(Saved data entries)
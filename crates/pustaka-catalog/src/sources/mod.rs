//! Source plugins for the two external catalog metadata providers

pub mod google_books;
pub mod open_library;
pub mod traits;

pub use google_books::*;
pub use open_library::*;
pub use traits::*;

→ PROMPT
The output should match the records above exactly, line for line.

→ ANSWER FOR THE TASK
filename crates/pustaka-catalog/src/sources/mod.rs
//! Source plugins for the two external catalog metadata providers

pub mod google_books;
pub mod open_library;
pub mod traits;

pub use google_books::*;
pub use open_library::*;
pub use traits::*;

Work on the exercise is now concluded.